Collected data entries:

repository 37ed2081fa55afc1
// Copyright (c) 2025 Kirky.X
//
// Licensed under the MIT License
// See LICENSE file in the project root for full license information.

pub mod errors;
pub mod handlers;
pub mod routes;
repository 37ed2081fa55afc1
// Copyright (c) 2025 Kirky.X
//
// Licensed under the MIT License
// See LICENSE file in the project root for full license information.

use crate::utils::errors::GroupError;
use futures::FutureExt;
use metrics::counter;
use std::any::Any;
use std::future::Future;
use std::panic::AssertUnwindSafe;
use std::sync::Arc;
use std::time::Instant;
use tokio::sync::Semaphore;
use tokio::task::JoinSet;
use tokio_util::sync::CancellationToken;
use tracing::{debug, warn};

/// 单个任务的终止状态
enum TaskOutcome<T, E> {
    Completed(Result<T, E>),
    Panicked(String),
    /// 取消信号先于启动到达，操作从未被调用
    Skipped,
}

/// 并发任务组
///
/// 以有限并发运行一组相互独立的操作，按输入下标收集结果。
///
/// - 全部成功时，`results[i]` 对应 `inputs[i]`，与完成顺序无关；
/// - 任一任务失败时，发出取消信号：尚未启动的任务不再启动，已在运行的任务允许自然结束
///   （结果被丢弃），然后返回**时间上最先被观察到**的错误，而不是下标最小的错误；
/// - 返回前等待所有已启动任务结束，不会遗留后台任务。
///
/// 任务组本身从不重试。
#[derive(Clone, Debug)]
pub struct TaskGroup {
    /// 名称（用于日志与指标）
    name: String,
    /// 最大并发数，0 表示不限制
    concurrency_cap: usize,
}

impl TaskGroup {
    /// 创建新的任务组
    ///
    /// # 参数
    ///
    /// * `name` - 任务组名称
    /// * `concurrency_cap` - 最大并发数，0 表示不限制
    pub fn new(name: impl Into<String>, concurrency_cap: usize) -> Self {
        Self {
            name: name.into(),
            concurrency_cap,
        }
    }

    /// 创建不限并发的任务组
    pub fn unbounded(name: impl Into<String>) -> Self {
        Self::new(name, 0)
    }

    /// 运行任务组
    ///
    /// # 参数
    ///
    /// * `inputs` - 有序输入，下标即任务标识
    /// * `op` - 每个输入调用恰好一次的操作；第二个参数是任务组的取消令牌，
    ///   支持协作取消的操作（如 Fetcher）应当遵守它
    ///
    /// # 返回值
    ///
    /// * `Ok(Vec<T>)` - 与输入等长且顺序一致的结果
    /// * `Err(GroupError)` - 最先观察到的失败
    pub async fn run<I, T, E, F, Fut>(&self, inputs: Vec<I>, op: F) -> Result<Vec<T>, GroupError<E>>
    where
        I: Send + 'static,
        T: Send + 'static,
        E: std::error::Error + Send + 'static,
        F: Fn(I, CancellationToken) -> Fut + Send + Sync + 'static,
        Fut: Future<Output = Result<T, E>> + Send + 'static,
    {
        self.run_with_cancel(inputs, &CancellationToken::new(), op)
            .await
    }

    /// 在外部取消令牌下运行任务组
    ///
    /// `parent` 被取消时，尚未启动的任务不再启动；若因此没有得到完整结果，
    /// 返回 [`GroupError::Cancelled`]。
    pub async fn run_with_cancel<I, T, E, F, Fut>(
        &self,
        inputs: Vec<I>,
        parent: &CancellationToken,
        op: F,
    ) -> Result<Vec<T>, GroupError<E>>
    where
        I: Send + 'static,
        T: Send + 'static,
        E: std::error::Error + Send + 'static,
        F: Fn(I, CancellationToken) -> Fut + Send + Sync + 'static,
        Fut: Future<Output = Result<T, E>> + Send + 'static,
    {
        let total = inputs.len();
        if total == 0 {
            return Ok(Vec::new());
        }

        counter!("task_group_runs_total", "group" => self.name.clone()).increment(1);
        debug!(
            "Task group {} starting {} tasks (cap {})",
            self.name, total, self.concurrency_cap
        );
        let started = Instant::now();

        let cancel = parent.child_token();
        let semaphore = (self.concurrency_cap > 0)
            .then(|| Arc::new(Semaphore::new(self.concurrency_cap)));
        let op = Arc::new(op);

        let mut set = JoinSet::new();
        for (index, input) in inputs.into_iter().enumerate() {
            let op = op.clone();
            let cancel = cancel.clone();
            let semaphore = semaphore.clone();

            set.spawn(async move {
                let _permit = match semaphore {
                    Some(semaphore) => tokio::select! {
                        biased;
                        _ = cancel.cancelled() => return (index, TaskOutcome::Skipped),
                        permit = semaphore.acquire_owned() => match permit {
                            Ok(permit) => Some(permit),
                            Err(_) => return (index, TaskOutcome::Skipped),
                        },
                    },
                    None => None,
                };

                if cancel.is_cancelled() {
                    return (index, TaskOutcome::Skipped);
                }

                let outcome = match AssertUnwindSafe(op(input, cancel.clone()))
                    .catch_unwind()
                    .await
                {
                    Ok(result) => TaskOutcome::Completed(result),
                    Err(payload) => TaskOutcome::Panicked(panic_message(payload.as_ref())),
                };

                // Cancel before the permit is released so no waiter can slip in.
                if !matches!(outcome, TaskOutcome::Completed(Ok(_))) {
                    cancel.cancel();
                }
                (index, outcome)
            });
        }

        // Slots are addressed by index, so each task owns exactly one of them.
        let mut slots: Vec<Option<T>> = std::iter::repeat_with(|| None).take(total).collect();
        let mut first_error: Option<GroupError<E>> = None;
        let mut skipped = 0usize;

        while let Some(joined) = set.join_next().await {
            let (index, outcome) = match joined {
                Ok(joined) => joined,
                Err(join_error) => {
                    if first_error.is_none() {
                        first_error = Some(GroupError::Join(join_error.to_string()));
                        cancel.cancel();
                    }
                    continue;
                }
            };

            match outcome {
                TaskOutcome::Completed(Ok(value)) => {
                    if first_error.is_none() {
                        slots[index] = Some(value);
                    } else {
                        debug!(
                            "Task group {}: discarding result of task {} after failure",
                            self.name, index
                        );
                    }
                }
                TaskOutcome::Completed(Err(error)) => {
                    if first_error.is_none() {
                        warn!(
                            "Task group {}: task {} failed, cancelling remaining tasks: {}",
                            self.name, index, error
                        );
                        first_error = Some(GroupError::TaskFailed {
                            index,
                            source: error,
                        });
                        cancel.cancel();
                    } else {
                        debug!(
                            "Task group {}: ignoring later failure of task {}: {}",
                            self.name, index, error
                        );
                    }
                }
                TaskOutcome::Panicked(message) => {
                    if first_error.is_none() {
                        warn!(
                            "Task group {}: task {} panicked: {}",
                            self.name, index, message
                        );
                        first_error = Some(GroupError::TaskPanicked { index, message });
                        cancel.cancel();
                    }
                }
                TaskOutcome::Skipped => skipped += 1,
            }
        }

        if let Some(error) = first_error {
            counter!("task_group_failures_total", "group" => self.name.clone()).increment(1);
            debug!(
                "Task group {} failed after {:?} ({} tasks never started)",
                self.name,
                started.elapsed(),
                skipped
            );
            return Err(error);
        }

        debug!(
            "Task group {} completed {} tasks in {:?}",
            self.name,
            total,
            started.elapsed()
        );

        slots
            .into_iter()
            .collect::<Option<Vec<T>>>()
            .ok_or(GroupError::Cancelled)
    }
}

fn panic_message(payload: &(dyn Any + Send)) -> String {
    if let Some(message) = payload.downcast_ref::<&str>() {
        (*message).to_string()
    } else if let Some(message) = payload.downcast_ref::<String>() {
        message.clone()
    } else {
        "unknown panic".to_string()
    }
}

** WHAT YOU ARE ASKED TO DO **
Lines holding the word "Option" are the answer; copy every one from the records above.

** EXERCISE RESPONSE **
        let mut slots: Vec<Option<T>> = std::iter::repeat_with(|| None).take(total).collect();
        let mut first_error: Option<GroupError<E>> = None;
            .collect::<Option<Vec<T>>>()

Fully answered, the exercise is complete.